En revanche, les déclarations des uns et des autres relancent l'angoisse des deux compères d'être découverts, alors que ces déclarations ont, en réalité, un sens complètement étranger à leurs préoccupations.
Au-delà de l'habile exploitation de paramètres apparemment banaux, Labiche sait resserrer l'action dans le cadre d'une maison bourgeoise, et chaque pièce sert à dissimuler un indice compromettant, ou le cadavre supposé d'un témoin gênant. On rit des efforts de Lenglumé pour interdire à sa femme ou à son domestique l'accès à ces lieux qui ruineraient sa vie. On rit de le voir consentir sans peine de l'argent à quelqu'un qu'il croit être un maître-chanteur. On rit de voir Mistingue entreprendre de faire disparaître une chaussure compromettante en la mangeant...

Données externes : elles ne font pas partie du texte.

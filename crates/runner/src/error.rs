//! Runner errors

use thiserror::Error;
use tradedesk_gateway::GatewayError;
use tradedesk_sync::SyncError;

#[derive(Error, Debug)]
pub enum Error {
    #[error("Failed to read config file: {0}")]
    Io(#[from] std::io::Error),

    #[error("Failed to parse config: {0}")]
    Parse(#[from] serde_json::Error),

    #[error("Gateway error: {0}")]
    Gateway(#[from] GatewayError),

    #[error("Sync error: {0}")]
    Sync(#[from] SyncError),

    #[error("Invalid run configuration: {0}")]
    Invalid(String),
}

pub type Result<T> = std::result::Result<T, Error>;
//! Liveness tokens
//!
//! A command can resolve after the session that issued it is gone. Callers
//! capture a token when they start and check it before acting on the result.

use std::sync::Arc;
use std::sync::atomic::{AtomicU64, Ordering};

/// Incrementing session generation
#[derive(Debug, Default)]
pub struct Generation(AtomicU64);

impl Generation {
    pub fn new() -> Arc<Self> {
        Arc::new(Self::default())
    }

    pub fn current(&self) -> u64 {
        self.0.load(Ordering::Acquire)
    }

    /// Invalidate every token captured so far
    pub fn bump(&self) -> u64 {
        self.0.fetch_add(1, Ordering::AcqRel) + 1
    }
}

#[derive(Debug, Clone)]
pub struct LivenessToken {
    generation: Arc<Generation>,
    captured: u64,
}

impl LivenessToken {
    pub fn capture(generation: &Arc<Generation>) -> Self {
        Self {
            generation: Arc::clone(generation),
            captured: generation.current(),
        }
    }

    pub fn is_live(&self) -> bool {
        self.generation.current() == self.captured
    }

    pub fn captured(&self) -> u64 {
        self.captured
    }
}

Bien que traité sur le mode de la farce (encore que la tragédie rôde, lorsque Lenglumé, lors d'un paroxysme de l'intrigue, entreprend d'éliminer ceux qu'il pense être des témoins gênants), Labiche sait nous représenter le cheminement mental d'une personne qui cherche à s'innocenter d'un crime.
Comme quoi, l'idée de départ de la série "Very Bad Trip" n'est pas nouvelle : il s'agit pour les personnages de reconstituer ce qu'ils ont fait (ou pas) à la suite d'une cuite monumentale qui leur a ôté tout souvenir. "L'Affaire de la rue de Lourcine" emprunte le thème criminel aux pièces de théâtre à sensation qui faisaient le succès d'autres lieux de spectacle dans ce Paris du Second Empire. A tel point que la censure a fait revoir sa copie à Labiche, par exemple lui faire remplacer un couteau par un accessoire de cuisine plus rassurant, lorsque les deux compères se rendent compte qu'au final, il ne reste plus qu'eux-mêmes comme témoins gênants...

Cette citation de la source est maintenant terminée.